Only the lines below, from the one with "network = Ipv4Network::new(parsed.network(), parsed.prefix())" through the one with "let available = 1u64", are to be written out, exactly.

(Beginning of Data)

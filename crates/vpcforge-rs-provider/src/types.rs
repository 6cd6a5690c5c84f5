//! Resource kinds and descriptions returned by providers.

use serde::{Deserialize, Serialize};
use std::fmt;
use vpcforge_rs_protocol::Tag;

/// Destination of the default route.
pub const DEFAULT_ROUTE_DESTINATION: &str = "0.0.0.0/0";

/// Kind of provider resource, used in errors and cleanup reports.
#[derive(Debug, Clone, Copy, PartialEq, Eq, Hash, Serialize, Deserialize)]
#[serde(rename_all = "snake_case")]
pub enum ResourceKind {
    Vpc,
    Subnet,
    InternetGateway,
    RouteTable,
    RouteTableAssociation,
}

impl ResourceKind {
    /// Infer the kind from a provider id prefix.
    pub fn from_id(id: &str) -> Option<Self> {
        let (prefix, _) = id.split_once('-')?;
        match prefix {
            "vpc" => Some(ResourceKind::Vpc),
            "subnet" => Some(ResourceKind::Subnet),
            "igw" => Some(ResourceKind::InternetGateway),
            "rtb" => Some(ResourceKind::RouteTable),
            "rtbassoc" => Some(ResourceKind::RouteTableAssociation),
            _ => None,
        }
    }

    /// Id prefix used when minting ids of this kind.
    pub fn id_prefix(self) -> &'static str {
        match self {
            ResourceKind::Vpc => "vpc",
            ResourceKind::Subnet => "subnet",
            ResourceKind::InternetGateway => "igw",
            ResourceKind::RouteTable => "rtb",
            ResourceKind::RouteTableAssociation => "rtbassoc",
        }
    }
}

impl fmt::Display for ResourceKind {
    fn fmt(&self, f: &mut fmt::Formatter<'_>) -> fmt::Result {
        let label = match self {
            ResourceKind::Vpc => "vpc",
            ResourceKind::Subnet => "subnet",
            ResourceKind::InternetGateway => "internet gateway",
            ResourceKind::RouteTable => "route table",
            ResourceKind::RouteTableAssociation => "route table association",
        };
        f.write_str(label)
    }
}

/// Provider view of a network.
#[derive(Debug, Clone, PartialEq, Eq)]
pub struct VpcDescription {
    pub vpc_id: String,
    pub cidr_block: String,
    pub enable_dns_support: bool,
    pub enable_dns_hostnames: bool,
    pub tags: Vec<Tag>,
}

/// Number of live resources of each kind held by a provider.
#[derive(Debug, Clone, Copy, Default, PartialEq, Eq)]
pub struct ResourceCounts {
    pub vpcs: usize,
    pub subnets: usize,
    pub internet_gateways: usize,
    pub route_tables: usize,
    pub associations: usize,
}

impl ResourceCounts {
    /// True when the provider holds nothing at all.
    pub fn is_empty(&self) -> bool {
        *self == ResourceCounts::default()
    }
}

/// Boolean network attributes that can be toggled after creation.
#[derive(Debug, Clone, Copy, PartialEq, Eq, Hash)]
pub enum VpcAttribute {
    EnableDnsSupport,
    EnableDnsHostnames,
}

impl fmt::Display for VpcAttribute {
    fn fmt(&self, f: &mut fmt::Formatter<'_>) -> fmt::Result {
        match self {
            VpcAttribute::EnableDnsSupport => f.write_str("enableDnsSupport"),
            VpcAttribute::EnableDnsHostnames => f.write_str("enableDnsHostnames"),
        }
    }
}
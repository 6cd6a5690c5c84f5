//! Subnet layout for a network block.

use ipnetwork::Ipv4Network;
use std::net::Ipv4Addr;

use crate::error::OrchestratorError;

/// Every subnet is a /24 regardless of the parent block size.
pub const SUBNET_PREFIX: u8 = 24;
/// Index of the public /24 within the block.
pub const PUBLIC_SUBNET_INDEX: u32 = 1;
/// Index of the private /24 within the block.
pub const PRIVATE_SUBNET_INDEX: u32 = 2;

/// Address blocks of the two subnets created for a network.
#[derive(Debug, Clone, Copy, PartialEq, Eq)]
pub struct SubnetPlan {
    pub network: Ipv4Network,
    pub public: Ipv4Network,
    pub private: Ipv4Network,
}

impl SubnetPlan {
    /// Plan subnets for a validated block, e.g. `10.0.0.0/16` yields
    /// `10.0.1.0/24` (public) and `10.0.2.0/24` (private).
    pub fn for_block(cidr_block: &str) -> Result<Self, OrchestratorError> {
        let parsed: Ipv4Network = cidr_block.trim().parse().map_err(|err| {
            OrchestratorError::Validation(format!("Invalid CIDR block format: {err}"))
        })?;
        let network = Ipv4Network::new(parsed.network(), parsed.prefix())
            .map_err(|err| OrchestratorError::Validation(err.to_string()))?;
        let public = nth_subnet(network, PUBLIC_SUBNET_INDEX)?;
        let private = nth_subnet(network, PRIVATE_SUBNET_INDEX)?;
        Ok(Self {
            network,
            public,
            private,
        })
    }
}

/// The `index`-th /24 inside `network`.
fn nth_subnet(network: Ipv4Network, index: u32) -> Result<Ipv4Network, OrchestratorError> {
    let too_small = || {
        OrchestratorError::Validation(format!(
            "CIDR block {network} is too small for /{SUBNET_PREFIX} subnets at index \
             {PUBLIC_SUBNET_INDEX} and {PRIVATE_SUBNET_INDEX} (use /22 or larger)"
        ))
    };
    if network.prefix() > SUBNET_PREFIX {
        return Err(too_small());
    }
    let available = 1u64 << (SUBNET_PREFIX - network.prefix());
    if u64::from(index) >= available {
        return Err(too_small());
    }
    let base = u32::from(network.network());
    let start = base + (index << (32 - u32::from(SUBNET_PREFIX)));
    Ipv4Network::new(Ipv4Addr::from(start), SUBNET_PREFIX)
        .map_err(|err| OrchestratorError::Validation(err.to_string()))
}

#[cfg(test)]
mod tests {
    use super::*;
    use pretty_assertions::assert_eq;

    #[test]
    fn plans_second_and_third_slash_24() {
        let plan = SubnetPlan::for_block("10.0.0.0/16").expect("plan");
        assert_eq!(plan.public.to_string(), "10.0.1.0/24");
        assert_eq!(plan.private.to_string(), "10.0.2.0/24");

        let plan = SubnetPlan::for_block("172.16.4.0/22").expect("plan");
        assert_eq!(plan.public.to_string(), "172.16.5.0/24");
        assert_eq!(plan.private.to_string(), "172.16.6.0/24");
    }

    #[test]
    fn normalises_host_bits() {
        let plan = SubnetPlan::for_block("10.20.30.40/16").expect("plan");
        assert_eq!(plan.network.to_string(), "10.20.0.0/16");
        assert_eq!(plan.public.to_string(), "10.20.1.0/24");
    }

    #[test]
    fn rejects_blocks_without_room() {
        for block in ["10.0.0.0/23", "10.0.0.0/24", "10.10.10.0/28"] {
            let err = SubnetPlan::for_block(block).unwrap_err();
            assert!(matches!(err, OrchestratorError::Validation(_)), "{block}");
            assert!(err.to_string().contains("too small"), "{block}");
        }
    }
}
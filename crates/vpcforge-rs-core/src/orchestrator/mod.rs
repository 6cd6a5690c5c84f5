//! Orchestrator Core

mod create;
mod saga;
mod steps;
mod teardown;

pub use steps::{CreationStep, Step, TeardownStep};
pub use teardown::VPC_ALREADY_GONE_NOTE;

use log::{debug, info};
use std::sync::Arc;
use vpcforge_rs_config::{OrchestratorConfig, ProviderKind, VpcForgeConfig};
use vpcforge_rs_protocol::{CreateNetworkRequest, NetworkRecord};
use vpcforge_rs_provider::{LocalNetworkProvider, NetworkProvider};
use vpcforge_rs_store::{MetadataStore, store_from_config};

use crate::error::OrchestratorError;
use crate::validation::{validate_create_request, validate_vpc_id};

/// Drives a network provider through the creation and teardown plans and
/// keeps the metadata table in step with the result.
///
/// The orchestrator holds no per-request state; share one instance behind an
/// `Arc` across requests.
#[derive(Clone)]
pub struct Orchestrator {
    provider: Arc<dyn NetworkProvider>,
    store: Arc<dyn MetadataStore>,
    config: OrchestratorConfig,
}

impl Orchestrator {
    /// Create an orchestrator over explicit collaborators.
    pub fn new(
        provider: Arc<dyn NetworkProvider>,
        store: Arc<dyn MetadataStore>,
        config: OrchestratorConfig,
    ) -> Self {
        Self {
            provider,
            store,
            config,
        }
    }

    /// Build the provider and store selected by `config`.
    pub fn from_config(config: &VpcForgeConfig) -> Result<Self, OrchestratorError> {
        let provider: Arc<dyn NetworkProvider> = match config.provider.kind {
            ProviderKind::Local => Arc::new(
                LocalNetworkProvider::from_config(&config.provider).map_err(|source| {
                    OrchestratorError::Setup(format!("provider: {source}"))
                })?,
            ),
        };
        let store = store_from_config(&config.store)?;
        info!(
            "orchestrator initialized (provider={}, region={}, store={:?})",
            provider.name(),
            provider.region(),
            config.store.kind
        );
        Ok(Self::new(provider, store, config.orchestrator.clone()))
    }

    /// Provider the orchestrator drives.
    pub fn provider(&self) -> &Arc<dyn NetworkProvider> {
        &self.provider
    }

    /// Store the orchestrator persists to.
    pub fn store(&self) -> &Arc<dyn MetadataStore> {
        &self.store
    }

    pub fn config(&self) -> &OrchestratorConfig {
        &self.config
    }

    /// Validate a create body and run the creation plan.
    pub async fn create_from_request(
        &self,
        request: Option<&CreateNetworkRequest>,
        request_id: Option<&str>,
    ) -> Result<NetworkRecord, OrchestratorError> {
        let validated = validate_create_request(request, &self.config.default_cidr_block)?;
        self.create_network(&validated.name, &validated.cidr_block, request_id)
            .await
    }

    /// Stored records, newest first, at most `limit` (config default when
    /// `None`). No provider calls are made.
    pub async fn list_networks(
        &self,
        limit: Option<usize>,
    ) -> Result<Vec<NetworkRecord>, OrchestratorError> {
        let limit = limit.unwrap_or(self.config.list_limit);
        if limit == 0 {
            return Err(OrchestratorError::Validation(
                "limit must be greater than 0".to_string(),
            ));
        }
        let records = self.store.list(limit).await?;
        debug!("listed networks (limit={limit}, returned={})", records.len());
        Ok(records)
    }

    /// Stored record for `vpc_id`. No provider calls are made.
    pub async fn get_network(&self, vpc_id: &str) -> Result<NetworkRecord, OrchestratorError> {
        validate_vpc_id(vpc_id)?;
        self.store
            .get(vpc_id)
            .await?
            .ok_or_else(|| OrchestratorError::NotFound(vpc_id.to_string()))
    }
}
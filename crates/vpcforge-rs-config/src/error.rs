//! Errors raised while loading or checking vpcforge config.

use thiserror::Error;

#[derive(Debug, Error)]
pub enum ConfigError {
    /// A config file or path could not be read.
    #[error("failed to read config: {0}")]
    ReadFailed(#[from] std::io::Error),
    #[error("failed to parse config: {0}")]
    ParseFailed(#[from] json5::Error),
    /// The merged JSON did not fit the config models.
    #[error("failed to decode config: {0}")]
    DecodeFailed(#[from] serde_json::Error),
    /// A layer broke the schema; `path` is `<layer>:<dotted.key>`.
    #[error("invalid config at {path}: {message}")]
    InvalidField { path: String, message: String },
    /// A required setting is blank after merging and env overrides.
    #[error("invalid config: {0} cannot be empty")]
    EmptyField(&'static str),
    #[error("invalid config: server.api_key cannot be empty; omit it to disable the check")]
    EmptyApiKey,
    /// A count that must be at least one was zero.
    #[error("invalid config: {0} must be positive")]
    NotPositive(&'static str),
}
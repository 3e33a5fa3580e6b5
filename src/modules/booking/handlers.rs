use axum::extract::{Path, State};
use axum::http::StatusCode;
use axum::response::{IntoResponse, Response};
use axum::Json;
use serde::Deserialize;
use serde_json::json;
use tracing::{error, info};
use uuid::Uuid;
use validator::Validate;

use crate::app_state::AppState;
use crate::db::models::{hash_token, Agreement, AgreementStatus};
use crate::db::repositories::{
    AccountRepository, AgreementRepository, PgAgreementRepository, ServiceRepository,
};
use crate::error::{AppError, AppResult};
use crate::modules::{ensure_within_day, parse_date, parse_time};
use crate::scheduling::confirmation::{resolve_token, TokenOutcome};
use crate::email::{NotificationKind, TechNotification};

#[derive(Debug, Deserialize, Validate)]
pub struct BookingRequest {
    pub salon: Uuid,
    pub service: Uuid,
    pub technician: Uuid,
    #[validate(email)]
    pub client_email: String,
    #[validate(length(min = 1, message = "Client name must not be empty"))]
    pub client_name: String,
    pub date: String,
    pub start_time: String,
}

/// Creates a pending agreement holding the requested slot and emails the
/// client a confirmation link. The hold lapses after the configured
/// confirmation window unless the link is clicked.
pub async fn create_booking(
    State(state): State<AppState>,
    Json(request): Json<BookingRequest>,
) -> AppResult<Response> {
    request
        .validate()
        .map_err(|err| AppError::Validation(err.to_string()))?;
    let date = parse_date(&request.date)?;
    let start_time = parse_time(&request.start_time)?;

    info!(client_email = %request.client_email, "processing booking request");

    let accounts = AccountRepository::new(state.db.clone());
    let salon = accounts
        .get_salon(request.salon)
        .await?
        .ok_or_else(|| AppError::NotFound("salon".into()))?;
    let technician = accounts
        .get_technician(request.technician)
        .await?
        .ok_or_else(|| AppError::NotFound("technician".into()))?;
    let service = ServiceRepository::new(state.db.clone())
        .get_by_id(request.service)
        .await?
        .ok_or_else(|| AppError::NotFound("service".into()))?;
    ensure_within_day(start_time, service.duration_minutes)?;

    let client = accounts
        .get_or_create_client(&request.client_name, &request.client_email)
        .await?;

    let now = state.env.salon_now();
    let mut agreement = Agreement {
        id: Uuid::new_v4(),
        date,
        start_time,
        service: service.clone(),
        technician_id: technician.id,
        client_id: client.id,
        client_name: client.name,
        client_email: client.email.clone(),
        salon_id: salon.id,
        status: AgreementStatus::Pending,
        confirm_token_hash: None,
        expires_at: None,
        confirmed_at: None,
        created_at: now,
    };
    let token = agreement.mark_pending(now, state.env.booking.confirmation_hold_minutes);

    PgAgreementRepository::new(state.db.clone())
        .save(&agreement)
        .await?;
    info!(agreement_id = %agreement.id, "pending agreement saved");

    // The hold is committed; a failed email never rolls it back.
    if let Err(err) = state.email.send_confirmation_link(&client.email, &token).await {
        error!(agreement_id = %agreement.id, "failed to send confirmation link: {err}");
    }

    if technician.notify_by_email {
        let notification = TechNotification {
            to: technician.email,
            kind: NotificationKind::Booked,
            date,
            time: start_time,
            service_name: service.name,
            service_duration_minutes: service.duration_minutes,
            previous: None,
        };
        if let Err(err) = state.email.send_tech_notification(&notification).await {
            error!(technician_id = %technician.id, "failed to notify technician: {err}");
        }
    }

    Ok((
        StatusCode::CREATED,
        Json(json!({ "id": agreement.id, "status": "pending" })),
    )
        .into_response())
}

/// Resolves a confirmation link clicked from email. Expired links recover by
/// re-issuing a fresh hold and sending a new email.
pub async fn confirm_appointment(
    State(state): State<AppState>,
    Path(token): Path<String>,
) -> AppResult<Response> {
    let hash = hash_token(token.trim());
    let repo = PgAgreementRepository::new(state.db.clone());

    let outcome = resolve_token(
        &repo,
        state.email.as_ref(),
        &hash,
        state.env.salon_now(),
        state.env.booking.confirmation_hold_minutes,
    )
    .await?;

    let (status, message) = match outcome {
        TokenOutcome::Confirmed => (StatusCode::OK, "Appointment confirmed."),
        TokenOutcome::AlreadyConfirmed => (StatusCode::OK, "Appointment was already confirmed."),
        TokenOutcome::ExpiredReissued => (
            StatusCode::GONE,
            "This link expired; a new confirmation email is on its way.",
        ),
        TokenOutcome::Cancelled => (StatusCode::GONE, "This appointment was cancelled."),
        TokenOutcome::NotFound => (StatusCode::NOT_FOUND, "No appointment found for this link."),
    };

    Ok((status, Json(json!({ "message": message }))).into_response())
}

(End of Data)

## Reply
        let network = Ipv4Network::new(parsed.network(), parsed.prefix())
            .map_err(|err| OrchestratorError::Validation(err.to_string()))?;
        let public = nth_subnet(network, PUBLIC_SUBNET_INDEX)?;
        let private = nth_subnet(network, PRIVATE_SUBNET_INDEX)?;
        Ok(Self {
            network,
            public,
            private,
        })
    }
}

/// The `index`-th /24 inside `network`.
fn nth_subnet(network: Ipv4Network, index: u32) -> Result<Ipv4Network, OrchestratorError> {
    let too_small = || {
        OrchestratorError::Validation(format!(
            "CIDR block {network} is too small for /{SUBNET_PREFIX} subnets at index \
             {PUBLIC_SUBNET_INDEX} and {PRIVATE_SUBNET_INDEX} (use /22 or larger)"
        ))
    };
    if network.prefix() > SUBNET_PREFIX {
        return Err(too_small());
    }
    let available = 1u64 << (SUBNET_PREFIX - network.prefix());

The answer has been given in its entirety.